Thermal stability of hepatitis B surface antigen S proteins.

Abstract

Thermal stability of hepatitis B surface antigen (HBsAg) has been studied by analyzing alterations in the native secondary structure and the antigenic activity. After heating for 19 h, circular dichrosim showed a cooperative transition with a midpoint at 49 degrees C. The conformational changes induced by temperature reduced the helical content of HBsAg S proteins from 49% at 23 degrees C to 26% at 60 degrees C and abolished the antigenic activity, as measured by binding to polyclonal antibodies. Furthermore, the six different antigenic determinants recognized by our panel of monoclonal antibodies were also shown to be dependent on the native structure of HBsAg proteins. Hence, it can be inferred that these epitopes are conformation-dependent. Binding of monoclonal antibodies to HBsAg protected the native structure of the corresponding antigenic determinant from thermal denaturation. In fact, binding of one of the monoclonals tested resulted not only in protection of the corresponding epitope, but also in a consistent increase of antibody binding with increasing temperature. Such an increase in antibody binding occurred simultaneously with an increase in the fluidity of surface lipid regions, as monitored by fluorescence depolarization of 1-(trimethylammoniophenyl)-6-phenyl-1,3,5-hexatriene.

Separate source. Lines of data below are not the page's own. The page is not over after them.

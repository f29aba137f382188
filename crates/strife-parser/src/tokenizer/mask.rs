//! Trivia categories skipped between tokens.

use bitflags::bitflags;

bitflags! {
    /// Selects which trivia categories the tokenizer skips.
    ///
    /// A category that is not in the mask is returned as a token instead,
    /// which lets the value parser see the newline that ends a `#define`.
    #[derive(Debug, Clone, Copy, PartialEq, Eq, Hash)]
    pub struct SkipMask: u8 {
        const NEWLINE = 1 << 0;
        const WHITESPACE = 1 << 1;
        const LINE_COMMENT = 1 << 2;
        const BLOCK_COMMENT = 1 << 3;

        const COMMENTS = Self::LINE_COMMENT.bits() | Self::BLOCK_COMMENT.bits();
        const ALL = Self::NEWLINE.bits()
            | Self::WHITESPACE.bits()
            | Self::LINE_COMMENT.bits()
            | Self::BLOCK_COMMENT.bits();
    }
}

impl Default for SkipMask {
    fn default() -> Self {
        SkipMask::ALL
    }
}

#[cfg(test)]
mod tests {
    use super::*;

    #[test]
    fn test_default_skips_everything() {
        let mask = SkipMask::default();
        assert!(mask.contains(SkipMask::NEWLINE));
        assert!(mask.contains(SkipMask::COMMENTS));
    }

    #[test]
    fn test_clearing_newline_keeps_others() {
        let mask = SkipMask::default() - SkipMask::NEWLINE;
        assert!(!mask.contains(SkipMask::NEWLINE));
        assert!(mask.contains(SkipMask::WHITESPACE | SkipMask::COMMENTS));
    }
}
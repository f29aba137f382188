//! `private? struct Name? { type a, b[4]; ... } instance, ...;?`

use strife_core::{
    feature::{FeatureKind, Struct, StructMember},
    token::TokenKind,
};

use crate::{
    context::ParseContext,
    error::Result,
    tasks::{TaskOutcome, access_modifier, check, expect, unexpected},
    tokenizer::Tokenizer,
};

pub(super) fn structure(
    _: &mut ParseContext,
    tokenizer: &mut Tokenizer<'_>,
) -> Result<TaskOutcome> {
    let mut scope = tokenizer.begin_scope();
    let access = access_modifier(&mut scope);
    if scope.kind() != TokenKind::Struct {
        return Ok(TaskOutcome::Declined);
    }
    scope.accept();

    let mut name = None;
    let mut token = tokenizer.advance_allow_eof();
    if token.is(TokenKind::Symbol) {
        name = Some(token.text().to_string());
        token = tokenizer.advance_allow_eof();
    }
    check(token, TokenKind::LBrace, "`{` to open the struct body")?;

    let members = members(tokenizer)?;
    let instances = instances(tokenizer)?;

    TaskOutcome::feature(FeatureKind::Struct(Struct {
        access,
        name,
        members,
        instances,
    }))
}

/// Reads `type name[size], name;` groups up to and including the `}`.
fn members(tokenizer: &mut Tokenizer<'_>) -> Result<Vec<StructMember>> {
    let mut members = Vec::new();
    loop {
        let token = tokenizer.advance_allow_eof();
        if token.is(TokenKind::RBrace) {
            return Ok(members);
        }
        let ty = check(token, TokenKind::Symbol, "member type or `}`")?
            .text()
            .to_lowercase();

        loop {
            let name = expect(tokenizer, TokenKind::Symbol, "member name")?;
            let mut next = tokenizer.advance_allow_eof();
            let mut array_size = None;
            if next.is(TokenKind::LBracket) {
                let size = tokenizer.advance()?;
                if !size.is(TokenKind::RBracket) {
                    array_size = Some(size.text().to_string());
                    expect(tokenizer, TokenKind::RBracket, "`]`")?;
                }
                next = tokenizer.advance_allow_eof();
            }

            members.push(StructMember {
                ty: ty.clone(),
                name: name.text().to_string(),
                array_size,
            });

            match next.kind() {
                TokenKind::Comma => {}
                TokenKind::Semicolon => break,
                _ => return Err(unexpected(next, "`,` or `;` after the member")),
            }
        }
    }
}

/// Instance names after the closing brace, and the optional `;`.
///
/// The names are only taken when the tokens after `}` look like
/// `name,` or `name;`; anything else is the next declaration.
fn instances(tokenizer: &mut Tokenizer<'_>) -> Result<Vec<String>> {
    let mut instances = Vec::new();
    if tokenizer.peek().is(TokenKind::Semicolon) {
        tokenizer.advance()?;
        return Ok(instances);
    }

    let declares_instances = {
        let mut scope = tokenizer.begin_scope();
        let first = scope.advance_allow_eof();
        let second = scope.advance_allow_eof();
        first.is(TokenKind::Symbol)
            && matches!(second.kind(), TokenKind::Comma | TokenKind::Semicolon)
    };
    if !declares_instances {
        return Ok(instances);
    }

    loop {
        let name = expect(tokenizer, TokenKind::Symbol, "instance name")?;
        instances.push(name.text().to_string());
        let next = tokenizer.advance_allow_eof();
        match next.kind() {
            TokenKind::Comma => {}
            TokenKind::Semicolon => return Ok(instances),
            _ => return Err(unexpected(next, "`,` or `;` after the instance name")),
        }
    }
}
//! Plain-text rendering of a document tree.
//!
//! Each feature is one line, indented two spaces per namespace level and
//! followed by its source line. Task items and function bindings get their
//! own sections.

use std::fmt::{self, Write};

use strife::{
    bindings::FunctionBinding,
    codebase::Codebase,
    feature::{Feature, FeatureKind, FunctionParam},
    task_item::TaskItem,
};

const INDENT: &str = "  ";

/// Writes the features and namespaces of `codebase`, depth first.
pub fn write_tree(out: &mut impl Write, codebase: &Codebase) -> fmt::Result {
    write_level(out, codebase, 0)
}

fn write_level(out: &mut impl Write, codebase: &Codebase, depth: usize) -> fmt::Result {
    let indent = INDENT.repeat(depth);
    for feature in codebase.features() {
        writeln!(out, "{indent}{}", describe(feature))?;
    }
    for (key, child) in codebase.namespaces() {
        writeln!(out, "{indent}{key}")?;
        write_level(out, child, depth + 1)?;
    }
    Ok(())
}

fn describe(feature: &Feature) -> String {
    let mut text = match feature.kind() {
        FeatureKind::Define(define) | FeatureKind::LibDefine(define) if !define.value.is_empty() => {
            format!("{} = {}", feature.kind().label(), define.value)
        }
        FeatureKind::Function(function) => format!(
            "function {} {}({})",
            function.return_type,
            function.name,
            params(&function.params)
        ),
        FeatureKind::Script(script) => {
            let mut text = feature.kind().label();
            if let Some(activator) = &script.activator {
                text.push(' ');
                text.push_str(activator);
            }
            if script.net {
                text.push_str(" net");
            }
            if script.clientside {
                text.push_str(" clientside");
            }
            text
        }
        kind => kind.label(),
    };
    if feature.kind().access().is_private() {
        text.insert_str(0, "private ");
    }
    text.push_str(&format!("  [line {}]", feature.line()));
    if let Some(summary) = feature.doc().and_then(|doc| doc.summary.as_deref()) {
        text.push_str(&format!("  // {summary}"));
    }
    text
}

fn params(params: &[FunctionParam]) -> String {
    params
        .iter()
        .map(|param| match &param.default {
            Some(default) => format!("{} {} = {default}", param.ty, param.name),
            None => format!("{} {}", param.ty, param.name),
        })
        .collect::<Vec<_>>()
        .join(", ")
}

/// Writes one line per task item: `file:line: tag: text (feature)`.
pub fn write_task_items(out: &mut impl Write, items: &[&TaskItem]) -> fmt::Result {
    writeln!(out, "tasks:")?;
    for item in items {
        write!(out, "{INDENT}{}:{}: {}: {}", item.file, item.line, item.tag, item.text)?;
        match &item.feature {
            Some(feature) => writeln!(out, " ({feature})")?,
            None => writeln!(out)?,
        }
    }
    Ok(())
}

/// Writes one line per binding: `Qualified.Name(params) -> type`.
pub fn write_bindings(out: &mut impl Write, bindings: &[FunctionBinding]) -> fmt::Result {
    writeln!(out, "bindings:")?;
    for binding in bindings {
        writeln!(
            out,
            "{INDENT}{}({}) -> {}  [line {}]",
            binding.qualified_name(),
            params(&binding.function.params),
            binding.function.return_type,
            binding.line
        )?;
    }
    Ok(())
}

#[cfg(test)]
mod tests {
    use strife::{
        codebase::NamespaceKey,
        doc::DocComment,
        feature::{Access, Define, Function, Library},
        token::TokenKind,
        value::{Value, ValueSymbol},
    };

    use super::*;

    fn sample() -> Codebase {
        let mut game = Codebase::new();
        game.push_feature(
            Feature::new(
                FeatureKind::Function(Function {
                    access: Access::Private,
                    return_type: "int".to_string(),
                    name: "Add".to_string(),
                    params: vec![
                        FunctionParam {
                            ty: "int".to_string(),
                            name: "a".to_string(),
                            default: None,
                        },
                        FunctionParam {
                            ty: "int".to_string(),
                            name: "b".to_string(),
                            default: Some("1".to_string()),
                        },
                    ],
                    clientside: false,
                }),
                4,
            )
            .with_doc(Some(DocComment {
                summary: Some("Adds.".to_string()),
                ..DocComment::default()
            })),
        );

        let mut root = Codebase::new();
        root.push_feature(Feature::new(
            FeatureKind::Library(Library {
                name: "GAME".to_string(),
            }),
            1,
        ));
        root.push_feature(Feature::new(
            FeatureKind::Define(Define {
                key: "MAX".to_string(),
                value: Value::new(vec![ValueSymbol::leaf(TokenKind::Number, "8")]),
            }),
            2,
        ));
        root.insert_namespace(NamespaceKey::named(false, "Game"), game);
        root
    }

    #[test]
    fn test_tree_outline() {
        let mut out = String::new();
        write_tree(&mut out, &sample()).unwrap();
        assert_eq!(
            out,
            "library \"GAME\"  [line 1]\n\
             define MAX = 8  [line 2]\n\
             namespace Game\n  \
             private function int Add(int a, int b = 1)  [line 4]  // Adds.\n"
        );
    }

    #[test]
    fn test_task_items_section() {
        let item = TaskItem {
            tag: "TODO".to_string(),
            text: "split".to_string(),
            file: "main.acs".to_string(),
            line: 3,
            feature: Some("function Tick".to_string()),
        };
        let mut out = String::new();
        write_task_items(&mut out, &[&item]).unwrap();
        assert_eq!(out, "tasks:\n  main.acs:3: TODO: split (function Tick)\n");
    }

    #[test]
    fn test_bindings_section() {
        let bindings = strife::bindings::function_bindings(&sample());
        let mut out = String::new();
        write_bindings(&mut out, &bindings).unwrap();
        assert_eq!(out, "bindings:\n  Game.Add(int a, int b = 1) -> int  [line 4]\n");
    }
}
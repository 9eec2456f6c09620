//! `Leadgate` HTTP server.
//!
//! Wires the core admission pipeline, telemetry store and collaborators into
//! an Axum server. Serves the public subscription and document endpoints and
//! the admin-gated bot-detection telemetry endpoints under `/v1/*`.

pub mod config;
pub mod error;
pub mod middleware;
pub mod providers;
pub mod routes;
pub mod state;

This correlation, along with the observation that lipids play an important role in maintaining the structure and antigenic activity of HBsAg (Gavilanes et al. (1990) Biochem. J. 265, 857-864), allow to speculate the certain epitopes of HBsAg which are close to the lipid-protein interface, are dependent on the fluidity of the surface lipid regions. Thus, any change in the physical state of the lipids could confer a different degree of exposure to the antigenic determinants.